Menurut Direktur Keuangan PT First Mujur Plantation Industry (FMPI) ini, penyiapan dana itu atas perrntah Dirut PT FMPI Hidayat Lukman. Pihaknya bekerja sama dengan pengusaha bernama Suhardi alias Ferry Yan untuk membeli 5.000 hektare perkebunan kelapa sawit di Tapanuli Selatan senilai Rp 75 miliar.
“PT First Mujur harus membayar Rp 60 miliar, sedangkan Ferry sebesar Rp 25 miliar. Untuk pembayaran awal Ferry pun menagih 40% dari Rp 60 miliar atau sekitar Rp 24 miliar kepada pihak FMPI. Fery datang ke kantor untuk ambil uang. Pada itu, dia minta uang cash itu diubah menjadi traveller cheque (cek perjalanan). “Dia setuju, lalu saya pesan kepada Bank Artha Graha," jelas Budi.

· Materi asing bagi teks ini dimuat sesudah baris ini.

//! Shared fixtures for the integration tests: counting versions of the order
//! activities, short timings and worker setup.

#![allow(dead_code)]

use async_trait::async_trait;
use ordo::executor::{
    Activity, ActivityContext, ActivityError, Client, ClientError, FlowStatus, Worker,
    WorkerHandle,
};
use ordo::flows::{
    self, DeliveryConfig, HandleEatsOrder, NotifyCustomer, Order, OrderConfig, ReceiveAck,
    ReceiveAckInput,
};
use ordo::storage::ExecutionLog;
use std::sync::atomic::{AtomicU32, Ordering};
use std::sync::{Arc, Mutex};
use std::time::Duration;
use uuid::Uuid;

pub const WAIT: Duration = Duration::from_secs(10);

/// Call counts of the order activities, shared with the test body.
#[derive(Clone, Default)]
pub struct Counters {
    pub receive_ack: Arc<AtomicU32>,
    pub deliver: Arc<AtomicU32>,
    pub notify: Arc<AtomicU32>,
    pub delivered: Arc<Mutex<Vec<String>>>,
}

impl Counters {
    pub fn receive_ack(&self) -> u32 {
        self.receive_ack.load(Ordering::SeqCst)
    }

    pub fn deliver(&self) -> u32 {
        self.deliver.load(Ordering::SeqCst)
    }

    pub fn notify(&self) -> u32 {
        self.notify.load(Ordering::SeqCst)
    }

    pub fn delivered(&self) -> Vec<String> {
        self.delivered.lock().unwrap().clone()
    }
}

pub struct CountingReceiveAck(pub Counters);

#[async_trait]
impl Activity for CountingReceiveAck {
    const NAME: &'static str = ReceiveAck::NAME;
    type Input = ReceiveAckInput;
    type Output = String;

    async fn execute(
        &self,
        ctx: &ActivityContext,
        input: ReceiveAckInput,
    ) -> Result<String, ActivityError> {
        self.0.receive_ack.fetch_add(1, Ordering::SeqCst);
        ReceiveAck.execute(ctx, input).await
    }
}

/// `deliver` that records the order ids it saw, or always fails.
pub struct CountingDeliver {
    pub counters: Counters,
    pub fail: bool,
}

#[async_trait]
impl Activity for CountingDeliver {
    const NAME: &'static str = "deliver";
    type Input = String;
    type Output = String;

    async fn execute(
        &self,
        _ctx: &ActivityContext,
        order_id: String,
    ) -> Result<String, ActivityError> {
        self.counters.deliver.fetch_add(1, Ordering::SeqCst);
        if self.fail {
            return Err(ActivityError::permanent("courier lost the order"));
        }
        self.counters.delivered.lock().unwrap().push(order_id.clone());
        Ok(format!("Order {} delivered!", order_id))
    }
}

pub struct CountingNotify(pub Counters);

#[async_trait]
impl Activity for CountingNotify {
    const NAME: &'static str = NotifyCustomer::NAME;
    type Input = ();
    type Output = String;

    async fn execute(&self, ctx: &ActivityContext, input: ()) -> Result<String, ActivityError> {
        self.0.notify.fetch_add(1, Ordering::SeqCst);
        NotifyCustomer.execute(ctx, input).await
    }
}

/// Order config with millisecond delays.
pub fn fast_config() -> OrderConfig {
    OrderConfig::default()
        .with_accept_delay(Duration::from_millis(20))
        .with_delivery_timeout(Duration::from_secs(5))
        .with_delivery(DeliveryConfig::default().with_transit_delay(Duration::from_millis(20)))
}

pub fn order(id: &str) -> HandleEatsOrder {
    HandleEatsOrder::new("user-1", Order::new(id, ["pizza"]), "restaurant-1")
        .with_config(fast_config())
}

pub fn fast_worker<S: ExecutionLog + 'static>(storage: Arc<S>, worker_id: &str) -> Worker<S> {
    Worker::new(storage, worker_id)
        .with_poll_interval(Duration::from_millis(10))
        .with_timer_interval(Duration::from_millis(10))
}

/// Registers counting activities and both flows on `worker`.
pub async fn register_counting<S: ExecutionLog + 'static>(
    worker: &Worker<S>,
    deliver_fails: bool,
) -> Counters {
    let counters = Counters::default();
    worker
        .register_activity(CountingReceiveAck(counters.clone()))
        .await
        .unwrap();
    worker
        .register_activity(CountingDeliver {
            counters: counters.clone(),
            fail: deliver_fails,
        })
        .await
        .unwrap();
    worker
        .register_activity(CountingNotify(counters.clone()))
        .await
        .unwrap();
    flows::register_flows(worker).await.unwrap();
    counters
}

/// Starts a fast worker with counting activities.
pub async fn start_worker<S: ExecutionLog + 'static>(
    storage: Arc<S>,
    worker_id: &str,
    deliver_fails: bool,
) -> (WorkerHandle, Counters) {
    let worker = fast_worker(storage, worker_id);
    let counters = register_counting(&worker, deliver_fails).await;
    (worker.start().await.unwrap(), counters)
}

/// Polls until the instance reports `expected`.
pub async fn wait_for_status<S: ExecutionLog>(
    client: &Client<S>,
    flow_id: Uuid,
    expected: FlowStatus,
) -> Result<(), ClientError> {
    tokio::time::timeout(WAIT, async {
        loop {
            if client.status(flow_id).await? == expected {
                return Ok::<(), ClientError>(());
            }
            tokio::time::sleep(Duration::from_millis(10)).await;
        }
    })
    .await
    .map_err(|_| ClientError::Timeout(flow_id))?
}
//! Timing settings of the order flows.
//!
//! Both structs are part of the serialized flow, so a started instance keeps
//! the settings it was started with across restarts.

use crate::executor::ActivityOptions;
use serde::{Deserialize, Serialize};
use std::time::Duration;

#[derive(Debug, Clone, PartialEq, Serialize, Deserialize)]
#[serde(default)]
pub struct OrderConfig {
    /// Pause between accepting an order and starting its delivery.
    pub accept_delay: Duration,
    /// Completion budget of the delivery child flow.
    pub delivery_timeout: Duration,
    /// Options for the order flow's own activities.
    pub activity: ActivityOptions,
    pub delivery: DeliveryConfig,
}

impl Default for OrderConfig {
    fn default() -> Self {
        Self {
            accept_delay: Duration::from_secs(3),
            delivery_timeout: Duration::from_secs(5 * 60),
            activity: ActivityOptions::default(),
            delivery: DeliveryConfig::default(),
        }
    }
}

impl OrderConfig {
    pub fn with_accept_delay(mut self, delay: Duration) -> Self {
        self.accept_delay = delay;
        self
    }

    pub fn with_delivery_timeout(mut self, timeout: Duration) -> Self {
        self.delivery_timeout = timeout;
        self
    }

    pub fn with_activity_options(mut self, options: ActivityOptions) -> Self {
        self.activity = options;
        self
    }

    pub fn with_delivery(mut self, delivery: DeliveryConfig) -> Self {
        self.delivery = delivery;
        self
    }
}

#[derive(Debug, Clone, PartialEq, Serialize, Deserialize)]
#[serde(default)]
pub struct DeliveryConfig {
    /// Time the order spends on the road.
    pub transit_delay: Duration,
    pub activity: ActivityOptions,
}

impl Default for DeliveryConfig {
    fn default() -> Self {
        Self {
            transit_delay: Duration::from_secs(4),
            activity: ActivityOptions::default(),
        }
    }
}

impl DeliveryConfig {
    pub fn with_transit_delay(mut self, delay: Duration) -> Self {
        self.transit_delay = delay;
        self
    }

    pub fn with_activity_options(mut self, options: ActivityOptions) -> Self {
        self.activity = options;
        self
    }
}

#[cfg(test)]
mod tests {
    use super::*;

    #[test]
    fn test_defaults() {
        let config = OrderConfig::default();
        assert_eq!(config.accept_delay, Duration::from_secs(3));
        assert_eq!(config.delivery_timeout, Duration::from_secs(300));
        assert_eq!(config.delivery.transit_delay, Duration::from_secs(4));
        assert_eq!(config.activity.heartbeat_timeout, Duration::from_secs(20));
    }

    #[test]
    fn test_missing_fields_take_defaults() {
        let config: OrderConfig =
            serde_json::from_str(r#"{ "accept_delay": { "secs": 1, "nanos": 0 } }"#).unwrap();
        assert_eq!(config.accept_delay, Duration::from_secs(1));
        assert_eq!(config.delivery, DeliveryConfig::default());
    }
}
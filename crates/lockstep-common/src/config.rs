//! Configuration structures for a simulation run.
//!
//! Supports TOML deserialization with sensible defaults for
//! development and explicit values for scripted runs. Rate validation
//! is fail-fast: a non-harmonic rate set is rejected here, before any
//! worker exists.

use crate::error::{LockstepError, LockstepResult};
use serde::{Deserialize, Serialize};
use std::path::PathBuf;
use std::time::Duration;

/// Top-level run configuration.
#[derive(Debug, Clone, Serialize, Deserialize)]
#[serde(default)]
pub struct SimConfig {
    /// Simulation horizon: the run ends once simulated time reaches it.
    #[serde(with = "humantime_serde")]
    pub horizon: Duration,

    /// Periodic tasks, slowest first by convention. The fastest entry
    /// becomes the rate master.
    pub tasks: Vec<TaskRate>,

    /// Scheduler pacing configuration.
    pub pacing: PacingConfig,
}

impl Default for SimConfig {
    fn default() -> Self {
        Self {
            horizon: Duration::from_secs(1),
            tasks: vec![
                TaskRate::new("planner", 100),
                TaskRate::new("controller", 200),
                TaskRate::new("dynamics", 400),
            ],
            pacing: PacingConfig::default(),
        }
    }
}

/// One task's declared rate.
#[derive(Debug, Clone, PartialEq, Eq, Serialize, Deserialize)]
pub struct TaskRate {
    /// Task identifier, unique within the run.
    pub id: String,
    /// Execution frequency in Hertz.
    pub frequency_hz: u32,
}

impl TaskRate {
    /// Create a task rate entry.
    pub fn new(id: impl Into<String>, frequency_hz: u32) -> Self {
        Self {
            id: id.into(),
            frequency_hz,
        }
    }
}

/// How the scheduler and workers wait while idle.
///
/// Both strategies keep wake-up latency well under one base period;
/// neither ever blocks.
#[derive(Debug, Clone, Copy, PartialEq, Eq, Serialize, Deserialize, Default)]
#[serde(rename_all = "lowercase")]
pub enum IdleStrategy {
    /// Spin-loop hint plus a thread yield per poll. Cheaper on shared
    /// machines, microseconds of extra latency.
    #[default]
    Yield,
    /// Pure busy spin. Lowest latency, burns a core per unit.
    Spin,
}

/// Scheduler pacing configuration.
#[derive(Debug, Clone, Copy, PartialEq, Eq, Serialize, Deserialize, Default)]
#[serde(default)]
pub struct PacingConfig {
    /// Idle-wait strategy for the scheduler and workers.
    pub idle: IdleStrategy,
}

/// Facts derived from a validated rate set.
#[derive(Debug, Clone, Copy, PartialEq, Eq)]
pub struct RateSet {
    /// The fastest declared frequency.
    pub fastest_hz: u32,
    /// Index of the fastest task in the declared order.
    pub rate_master: usize,
    /// One period of the fastest rate; the tick length.
    pub base_period: Duration,
}

impl RateSet {
    /// Validate a frequency list and derive the base period.
    ///
    /// # Errors
    ///
    /// Rejects empty sets, zero frequencies, rate sets whose fastest
    /// frequency is not strictly the maximum, and any frequency that
    /// does not evenly divide the fastest.
    pub fn derive(frequencies: &[u32]) -> LockstepResult<Self> {
        if frequencies.is_empty() {
            return Err(LockstepError::Config("no tasks declared".into()));
        }
        if frequencies.iter().any(|&f| f == 0) {
            return Err(LockstepError::Config(
                "task frequency must be non-zero".into(),
            ));
        }

        let fastest_hz = *frequencies.iter().max().expect("non-empty");
        let rate_master = frequencies
            .iter()
            .position(|&f| f == fastest_hz)
            .expect("non-empty");

        for (idx, &f) in frequencies.iter().enumerate() {
            if idx != rate_master && f == fastest_hz {
                return Err(LockstepError::RateNotFastest {
                    frequency_hz: f,
                    fastest_hz,
                });
            }
            if fastest_hz % f != 0 {
                return Err(LockstepError::NonHarmonicRate {
                    frequency_hz: f,
                    fastest_hz,
                });
            }
        }

        Ok(Self {
            fastest_hz,
            rate_master,
            base_period: Duration::from_secs_f64(1.0 / f64::from(fastest_hz)),
        })
    }

    /// Dispatch ratio of a member frequency: how many base ticks per
    /// one of its periods.
    #[must_use]
    pub fn ratio_of(&self, frequency_hz: u32) -> u64 {
        u64::from(self.fastest_hz / frequency_hz)
    }
}

impl SimConfig {
    /// Load configuration from a TOML file.
    ///
    /// # Errors
    ///
    /// Returns an error if the file cannot be read or parsed.
    pub fn from_file(path: &std::path::Path) -> Result<Self, ConfigError> {
        let content = std::fs::read_to_string(path).map_err(|e| ConfigError::Io {
            path: path.to_path_buf(),
            source: e,
        })?;
        Self::from_toml(&content)
    }

    /// Parse configuration from a TOML string.
    ///
    /// # Errors
    ///
    /// Returns an error if the TOML is invalid.
    pub fn from_toml(content: &str) -> Result<Self, ConfigError> {
        toml::from_str(content).map_err(ConfigError::Parse)
    }

    /// Serialize configuration to a TOML string.
    ///
    /// # Errors
    ///
    /// Returns an error if serialization fails.
    pub fn to_toml(&self) -> Result<String, ConfigError> {
        toml::to_string_pretty(self).map_err(ConfigError::Serialize)
    }

    /// Validate the declared rates and derive the rate set.
    ///
    /// # Errors
    ///
    /// See [`RateSet::derive`]; additionally rejects duplicate ids.
    pub fn validate(&self) -> LockstepResult<RateSet> {
        for (i, task) in self.tasks.iter().enumerate() {
            if self.tasks[..i].iter().any(|t| t.id == task.id) {
                return Err(LockstepError::Config(format!(
                    "duplicate task id '{}'",
                    task.id
                )));
            }
        }
        let freqs: Vec<u32> = self.tasks.iter().map(|t| t.frequency_hz).collect();
        RateSet::derive(&freqs)
    }
}

/// Configuration-related errors.
#[derive(Debug, thiserror::Error)]
pub enum ConfigError {
    /// File I/O error.
    #[error("failed to read config file {path}: {source}")]
    Io {
        /// Path to the configuration file.
        path: PathBuf,
        /// Underlying I/O error.
        #[source]
        source: std::io::Error,
    },

    /// TOML parsing error.
    #[error("failed to parse TOML: {0}")]
    Parse(#[from] toml::de::Error),

    /// TOML serialization error.
    #[error("failed to serialize TOML: {0}")]
    Serialize(#[from] toml::ser::Error),
}

/// Serde helper module for `Duration` using humantime format.
mod humantime_serde {
    use serde::{self, Deserialize, Deserializer, Serializer};
    use std::time::Duration;

    pub fn serialize<S>(duration: &Duration, serializer: S) -> Result<S::Ok, S::Error>
    where
        S: Serializer,
    {
        let s = humantime::format_duration(*duration).to_string();
        serializer.serialize_str(&s)
    }

    pub fn deserialize<'de, D>(deserializer: D) -> Result<Duration, D::Error>
    where
        D: Deserializer<'de>,
    {
        let s = String::deserialize(deserializer)?;
        humantime::parse_duration(&s).map_err(serde::de::Error::custom)
    }
}
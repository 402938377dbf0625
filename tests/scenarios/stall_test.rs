//! Stall-on-overrun tests.
//!
//! When a body exceeds its period the whole stack must wait for it:
//! simulated time stops advancing, no cycle is skipped, and per-task
//! cycle counts come out exactly as if the overrun never happened.
//! Only wall-clock duration is allowed to grow.

use super::common::run_to_horizon;
use lockstep_runtime::task::{CycleInfo, TaskSet, TaskSpec};
use std::sync::atomic::{AtomicU64, Ordering};
use std::sync::Arc;
use std::time::Duration;

#[test]
fn test_overrun_stalls_but_preserves_counts() {
    // 100Hz task sleeps three of its own periods on its first cycle.
    let slow = TaskSpec::new("slow", 100, |cycle: CycleInfo| {
        if cycle.tick == 0 {
            std::thread::sleep(Duration::from_millis(30));
        }
        Ok(())
    });
    let fast = TaskSpec::new("fast", 200, |_: CycleInfo| Ok(()));
    let set = TaskSet::new(vec![slow, fast]).unwrap();

    let report = run_to_horizon(set, Duration::from_millis(200));

    // 200ms at a 200Hz base rate is 40 ticks. The overrun must not
    // cost a single cycle, only wall-clock time: the run takes longer
    // than the horizon by roughly the stalled stretch.
    assert_eq!(report.final_tick, 40);
    assert_eq!(report.tasks[0].dispatches, 20);
    assert_eq!(report.tasks[1].dispatches, 40);
    assert!(report.elapsed >= Duration::from_millis(205));
    assert!(report.metrics.stall_count >= 1);
}

#[test]
fn test_stall_caps_tick_at_next_due_boundary() {
    // The fast task records the greatest tick it has seen. While the
    // slow task sleeps through its tick-4 cycle, the fast task may
    // still run ticks 5..8, but tick 8 dispatches the slow task again
    // and must wait for the unfinished cycle first.
    let max_tick_seen = Arc::new(AtomicU64::new(0));

    let tick_probe = Arc::clone(&max_tick_seen);
    let slow = TaskSpec::new("slow", 100, move |cycle: CycleInfo| {
        if cycle.tick == 4 {
            std::thread::sleep(Duration::from_millis(25));
            let seen = tick_probe.load(Ordering::SeqCst);
            assert!(seen < 8, "fast task crossed a due boundary during stall");
        }
        Ok(())
    });

    let tick_recorder = Arc::clone(&max_tick_seen);
    let fast = TaskSpec::new("fast", 400, move |cycle: CycleInfo| {
        tick_recorder.fetch_max(cycle.tick, Ordering::SeqCst);
        Ok(())
    });

    let set = TaskSet::new(vec![slow, fast]).unwrap();
    let report = run_to_horizon(set, Duration::from_millis(100));

    assert_eq!(report.final_tick, 40);
    assert_eq!(report.tasks[0].dispatches, 10);
    assert_eq!(report.tasks[1].dispatches, 40);
}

Bank Artha Graha sendiri, jelas dia, tidak menjual cek pelawat. Akhirnya cek dipesan kepada Bank BII. Namun, pembelian perkebunan kelapa sawit I gagal dan Dirut PT FMPI terpaksa mencicil untuk mengembalikan biaya yang telah dikeluarkan. Cek ini diterimanya dari pihak Artha Graha pada 8 Juni 2004 dan dalam hari itu juga diserahkan kepada Ferry Yan di kantornya.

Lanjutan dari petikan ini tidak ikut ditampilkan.